MTP attenuated stress-induced glucocorticoid resistance of splenocytes. Male C57BL/6 mice were injected daily with either vehicle or MTP (100 mg/kg) 30 min before control or RSD (Stress). Splenocytes were collected 14 h later, and cultured ex vivo in presence of LPS (1 μg/ml) and increasing concentrations of corticosterone (0, 0.05, 0.1, 0.5, and 5 μm). A, Cell survival was determined 48 h after treatment, and results are expressed as percentage baseline of cell survival at 0 μm corticosterone (as indicated by the horizontal dashed line) (n = 6).
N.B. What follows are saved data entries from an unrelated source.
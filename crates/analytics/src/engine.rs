use crate::types::{PerformanceReport, ReturnCurves, WinRateBasis};
use core_types::{Position, Signal};

/// Running sum of per-step returns.
pub fn cumulative_returns(returns: &[f64]) -> Vec<f64> {
    returns
        .iter()
        .scan(0.0, |total, r| {
            *total += r;
            Some(*total)
        })
        .collect()
}

/// Distance of each cumulative return below its running peak so far.
pub fn drawdowns(cumulative: &[f64]) -> Vec<f64> {
    cumulative
        .iter()
        .scan(f64::NEG_INFINITY, |peak, &value| {
            *peak = peak.max(value);
            Some(*peak - value)
        })
        .collect()
}

fn ratio(numerator: usize, denominator: usize) -> Option<f64> {
    (denominator > 0).then(|| numerator as f64 / denominator as f64)
}

/// The engine responsible for the post-simulation aggregates.
#[derive(Default)]
pub struct AnalyticsEngine {
    basis: WinRateBasis,
}

impl AnalyticsEngine {
    pub fn new(basis: WinRateBasis) -> Self {
        Self { basis }
    }

    /// Builds the report and curves from one simulated run.
    ///
    /// `returns[t]` and `positions[t]` describe step `t` (step 0 never trades);
    /// `signals[j]` is acted on at step `j + 1`.
    pub fn calculate(
        &self,
        initial_capital: f64,
        returns: &[f64],
        positions: &[Position],
        signals: &[Signal],
    ) -> (PerformanceReport, ReturnCurves) {
        let cumulative = cumulative_returns(returns);
        let drawdown = drawdowns(&cumulative);

        let mut report = PerformanceReport::new();
        report.win_rate_basis = self.basis;
        report.initial_capital = initial_capital;
        report.total_steps = returns.len();

        // --- P&L ---
        report.net_pnl = cumulative.last().copied().unwrap_or(0.0);
        report.final_capital = initial_capital + report.net_pnl;
        if initial_capital != 0.0 {
            report.net_pnl_percentage = report.net_pnl / initial_capital * 100.0;
        }

        // --- Drawdown ---
        report.max_drawdown = drawdown.iter().copied().fold(0.0, f64::max);

        // --- Win rates ---
        // Every non-hold signal is an entry, including a repeat of the current side.
        let entry_steps: Vec<usize> = signals
            .iter()
            .enumerate()
            .filter(|(_, s)| s.is_entry())
            .map(|(j, _)| j + 1)
            .collect();
        report.total_trades = entry_steps.len();
        report.winning_steps = returns.iter().filter(|r| **r > 0.0).count();
        report.steps_in_market = positions.iter().filter(|p| p.is_open()).count();
        report.winning_trades = entry_steps
            .iter()
            .enumerate()
            .filter(|(k, start)| {
                let end = entry_steps
                    .get(k + 1)
                    .copied()
                    .unwrap_or(returns.len())
                    .min(returns.len());
                let start = (**start).min(end);
                returns[start..end].iter().sum::<f64>() > 0.0
            })
            .count();

        report.win_rate_legacy = ratio(report.winning_steps, report.total_trades);
        report.win_rate_per_step = ratio(report.winning_steps, report.steps_in_market);
        report.win_rate_per_trade = ratio(report.winning_trades, report.total_trades);
        report.win_rate = match self.basis {
            WinRateBasis::Legacy => report.win_rate_legacy,
            WinRateBasis::PerStep => report.win_rate_per_step,
            WinRateBasis::PerTrade => report.win_rate_per_trade,
        };
        if report.win_rate.is_none() {
            tracing::warn!(basis = ?self.basis, "Win rate is undefined: no trades to measure.");
        }

        // --- Per-step ratios ---
        // Step 0 never carries a position, so it is left out of the sample.
        let step_returns = returns.get(1..).unwrap_or(&[]);
        if step_returns.len() > 1 {
            let n = step_returns.len() as f64;
            let mean = step_returns.iter().sum::<f64>() / n;
            let variance = step_returns.iter().map(|r| (r - mean).powi(2)).sum::<f64>() / n;
            let std_dev = variance.sqrt();
            report.sharpe_ratio = if std_dev > 0.0 { mean / std_dev } else { 0.0 };
        }

        let gross_profit: f64 = returns.iter().filter(|r| **r > 0.0).sum();
        let gross_loss: f64 = returns.iter().filter(|r| **r < 0.0).map(|r| r.abs()).sum();
        report.profit_factor = (gross_loss > 0.0).then(|| gross_profit / gross_loss);

        let curves = ReturnCurves {
            cumulative_returns: cumulative,
            drawdowns: drawdown,
        };
        (report, curves)
    }
}
// In crates/app-config/src/types.rs

use backtester::{OutputFormat, PipelineConfig};
use core_types::Error;
use dataset::DataSettings;
use serde::Deserialize;

#[derive(Deserialize, Debug, Clone)]
pub struct Settings {
    /// The application's general settings.
    #[serde(default)]
    pub app: AppSettings,
    /// Where the price table lives and which columns to use.
    #[serde(default)]
    pub data: DataSettings,
    /// Split, window, threshold, capital and training parameters.
    #[serde(default)]
    pub pipeline: PipelineConfig,
    #[serde(default)]
    pub output: OutputSettings,
}

#[derive(Deserialize, Debug, Clone)]
pub struct AppSettings {
    /// The environment the application is running in (e.g., "development", "production").
    #[serde(default = "default_environment")]
    pub environment: String,
    /// The log level for the application.
    #[serde(default = "default_log_level")]
    pub log_level: String,
}

impl Default for AppSettings {
    fn default() -> Self {
        Self {
            environment: default_environment(),
            log_level: default_log_level(),
        }
    }
}

#[derive(Deserialize, Debug, Clone, Default)]
pub struct OutputSettings {
    #[serde(default)]
    pub format: OutputFormat,
    /// Report file. Stdout when unset.
    #[serde(default)]
    pub path: Option<String>,
}

const LOG_LEVELS: [&str; 5] = ["trace", "debug", "info", "warn", "error"];

impl Settings {
    /// Rejects out-of-range values before any data is touched.
    pub fn validate(&self) -> core_types::Result<()> {
        if !LOG_LEVELS.contains(&self.app.log_level.to_ascii_lowercase().as_str()) {
            return Err(Error::invalid(format!(
                "app.log_level must be one of {LOG_LEVELS:?}, got '{}'",
                self.app.log_level
            )));
        }
        if self.data.price_column.is_empty() {
            return Err(Error::invalid("data.price_column must not be empty"));
        }
        self.pipeline.validate()
    }
}

fn default_environment() -> String {
    "development".to_string()
}

fn default_log_level() -> String {
    "info".to_string()
}
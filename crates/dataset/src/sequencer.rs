// In crates/dataset/src/sequencer.rs

use core_types::Error;
use ndarray::{s, Array1, Array2, Array3, ArrayView2, Axis};

/// Sliding windows and the price that follows each of them.
#[derive(Debug, Clone, PartialEq)]
pub struct Sequences {
    /// Shape `[samples, window_size, features]`.
    pub windows: Array3<f64>,
    /// One label per window: column 0 of the row right after it.
    pub labels: Array1<f64>,
}

impl Sequences {
    pub fn empty(window_size: usize, n_features: usize) -> Self {
        Self {
            windows: Array3::zeros((0, window_size, n_features)),
            labels: Array1::zeros(0),
        }
    }

    pub fn len(&self) -> usize {
        self.labels.len()
    }

    pub fn is_empty(&self) -> bool {
        self.labels.is_empty()
    }

    pub fn window_size(&self) -> usize {
        self.windows.shape()[1]
    }

    pub fn n_features(&self) -> usize {
        self.windows.shape()[2]
    }

    /// The `i`-th window as a `[window_size, features]` view.
    pub fn window(&self, i: usize) -> ArrayView2<'_, f64> {
        self.windows.index_axis(Axis(0), i)
    }
}

/// Builds `(window, label)` pairs from an ordered 2-D series.
#[derive(Debug, Clone, Copy, PartialEq, Eq)]
pub struct Sequencer {
    window_size: usize,
    drop_last_window: bool,
}

impl Sequencer {
    /// Creates a sequencer with the legacy trailing trim: a series of length
    /// `L` yields `L - window_size - 1` pairs, so the last valid pair is dropped.
    pub fn new(window_size: usize) -> core_types::Result<Self> {
        if window_size == 0 {
            return Err(Error::invalid("window size must be positive"));
        }
        Ok(Self {
            window_size,
            drop_last_window: true,
        })
    }

    /// `false` keeps every valid pair (`L - window_size` of them).
    pub fn with_drop_last_window(mut self, drop_last_window: bool) -> Self {
        self.drop_last_window = drop_last_window;
        self
    }

    pub fn window_size(&self) -> usize {
        self.window_size
    }

    /// How many pairs a series of `len` rows produces.
    pub fn count(&self, len: usize) -> usize {
        let trim = usize::from(self.drop_last_window);
        len.saturating_sub(self.window_size + trim)
    }

    /// Window `i` covers rows `[i, i + W)`; label `i` is row `i + W`, column 0.
    pub fn create_sequences(&self, data: &Array2<f64>) -> Sequences {
        let n_features = data.ncols();
        let n_sequences = self.count(data.nrows());

        if n_sequences == 0 {
            tracing::debug!(
                rows = data.nrows(),
                window_size = self.window_size,
                "Series too short to produce any window."
            );
            return Sequences::empty(self.window_size, n_features);
        }

        let mut windows = Array3::zeros((n_sequences, self.window_size, n_features));
        let mut labels = Array1::zeros(n_sequences);

        for i in 0..n_sequences {
            windows
                .index_axis_mut(Axis(0), i)
                .assign(&data.slice(s![i..i + self.window_size, ..]));
            labels[i] = data[[i + self.window_size, 0]];
        }

        Sequences { windows, labels }
    }
}
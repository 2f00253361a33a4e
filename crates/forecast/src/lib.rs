// In crates/forecast/src/lib.rs

use dataset::Sequences;
use ndarray::{Array1, Array3, ArrayView2};

pub mod error;
pub mod linear;
pub mod persistence;
pub mod types;

pub use error::{Error, Result};
pub use linear::LinearAutoregressor;
pub use persistence::Persistence;
pub use types::{ModelKind, TrainingSettings, TrainingSummary};

/// The universal interface for a next-step price model.
///
/// A predictor sees windows of `[window_size, features]` values in scaled
/// space and returns one scaled scalar per window: its forecast for the price
/// right after the window.
pub trait Predictor {
    /// The name of the model.
    fn name(&self) -> &'static str;

    /// Trains on `(window, label)` pairs taken from the training prefix.
    fn fit(&mut self, train: &Sequences, settings: &TrainingSettings) -> Result<TrainingSummary>;

    /// Forecasts the value following a single window.
    fn predict(&self, window: ArrayView2<'_, f64>) -> Result<f64>;

    /// Forecasts every window of a `[samples, window_size, features]` batch.
    fn predict_batch(&self, windows: &Array3<f64>) -> Result<Array1<f64>> {
        windows
            .outer_iter()
            .map(|window| self.predict(window))
            .collect::<Result<Vec<f64>>>()
            .map(Array1::from)
    }
}

/// Builds one of the built-in predictors.
pub fn create_predictor(kind: ModelKind) -> Box<dyn Predictor> {
    match kind {
        ModelKind::Persistence => Box::new(Persistence::new()),
        ModelKind::Linear => Box::new(LinearAutoregressor::new()),
    }
}

/// Mean squared error between two equally long vectors.
pub(crate) fn mse(predicted: &Array1<f64>, labels: &Array1<f64>) -> f64 {
    if labels.is_empty() {
        return 0.0;
    }
    let diff = predicted - labels;
    diff.dot(&diff) / labels.len() as f64
}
B, Supernatant samples were collected from a duplicate preparation 18 h after the beginning of culture, and IL-6 levels were determined (n = 3). Error bars indicate mean ± SEM. Means with different letters (a, b, or c) are significantly different (p < 0.05) from each other.

Figure 6.

MTP attenuated monocyte recruitment to the brain and prevented neuroinflammatory signaling. Male C57BL/6 mice were injected daily with either vehicle or MTP (100 mg/kg) 30 min before control or RSD (Stress). At 14 h after stress, brains were perfused, fixed, and labeled for Iba-1. A, Representative images of Iba-1 expression in the dentate gyrus. Scale bar, 275 μm. Inset, Region used for analysis. Percentage area of Iba-1 labeling in the (B) dentate gyrus and (C) PrL (n = 3 or 4). In a separate experiment, mice were treated as above. D, Representative bivariate dot plots of CD45 and CD11b labeling of Percoll-enriched myeloid cells isolated from the brain. E, The percentage of CD45^hi monocytes/macrophages in the enriched CD11b⁺ from the brain (n = 3). mRNA expression of (F) TLR4, (G) IL-1β, and (H) ICAM-1 in a coronal brain section (n = 3–6). Error bars indicate mean ± SEM. Means with different letters (a, b, or c) are significantly different (p < 0.05) from each other.

Figure 7.

MTP prevented stress-induced induction of endothelial ICAM-1 in the brain. Male C57BL/6 mice were injected daily with either vehicle or MTP (100 mg/kg) 30 min before control or RSD (Stress). At 14 h after stress, brains were perfused, fixed, and labeled for ICAM-1 expression. A, Representative images of ICAM-1 and Ly6C expression on blood vessels counterstained with DAPI in the dentate gyrus. Scale bar, 275 μm. Inset, Region used for analysis. Percentage area of ICAM-1 labeling in the (B) dentate gyrus and (C) prelimbic cortex (PrL) (n = 3 or 4). Error bars indicate mean ± SEM. Means with different letters (a, b, or c) are significantly different (p < 0.05) from each other.